//! Derivation error types

use thiserror::Error;

#[derive(Debug, Clone, PartialEq, Eq, Error)]
pub enum DeriveError {
    #[error("Too many seeds: {count} provided, at most {max} allowed")]
    TooManySeeds { count: usize, max: usize },

    /// `index` is the seed's position; always 0 for `create_with_seed`
    #[error("Seed {index} is {len} bytes, at most {max} allowed")]
    SeedTooLong { index: usize, len: usize, max: usize },

    #[error("Derived address lies on the ed25519 curve")]
    InvalidSeeds,

    #[error("No bump seed produces an off-curve address")]
    NoValidBump,

    #[error("Owner ends with the program derived address marker")]
    IllegalOwner,
}

impl DeriveError {
    /// Check if this error only rules out the current bump candidate
    pub fn is_bump_miss(&self) -> bool {
        matches!(self, DeriveError::InvalidSeeds)
    }
}

pub type Result<T> = std::result::Result<T, DeriveError>;
//! Caller-facing event surface (spec §6, §9).
//!
//! The original source drives these through an in-process event emitter;
//! the teacher's way of surfacing "things happened" without a logging crate
//! is a `FnMut` callback set on the connection (`Connection::set_on_send`/
//! `set_on_recv`), so events here follow the same shape — a single-subscriber
//! callback invoked inline, not a broadcast channel.

use crate::session::CaptureSession;

/// An event delivered to a session's subscriber. `CaptureCompleted` fires
/// exactly once per accepted `start` (spec §5 ordering guarantee).
#[derive(Debug, Clone)]
pub enum CaptureEvent {
    CaptureCompleted { success: bool, session: CaptureSession },
    Error { message: String },
    StatusChanged { is_connected: bool, is_capturing: bool, battery_voltage: String },
}

/// Voltage sentinel reported when a device reports none (spec §6).
pub const VOLTAGE_DISCONNECTED: &str = "DISCONNECTED";
pub const VOLTAGE_UNSUPPORTED: &str = "UNSUPPORTED";
pub const VOLTAGE_TIMEOUT: &str = "TIMEOUT";
pub const VOLTAGE_ERROR: &str = "ERROR";

#[cfg(test)]
mod tests {
    use super::*;
    use crate::session::{Channel, TriggerType};

    #[test]
    fn capture_completed_carries_the_session_snapshot() {
        let session = CaptureSession {
            frequency: 1,
            pre_trigger_samples: 1,
            post_trigger_samples: 1,
            trigger_type: TriggerType::Edge,
            trigger_channel: 0,
            trigger_inverted: false,
            trigger_bit_count: 1,
            trigger_pattern: 0,
            loop_count: 0,
            measure_bursts: false,
            capture_channels: vec![Channel::new(0, "A")],
            bursts: None,
        };
        let event = CaptureEvent::CaptureCompleted { success: true, session: session.clone() };
        match event {
            CaptureEvent::CaptureCompleted { success, session: s } => {
                assert!(success);
                assert_eq!(s.capture_channels.len(), session.capture_channels.len());
            }
            _ => panic!("wrong variant"),
        }
    }
}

————

Scan the records above for the word "most". Show each line in which it appears.

TASK RESULT
    #[error("Too many seeds: {count} provided, at most {max} allowed")]
    #[error("Seed {index} is {len} bytes, at most {max} allowed")]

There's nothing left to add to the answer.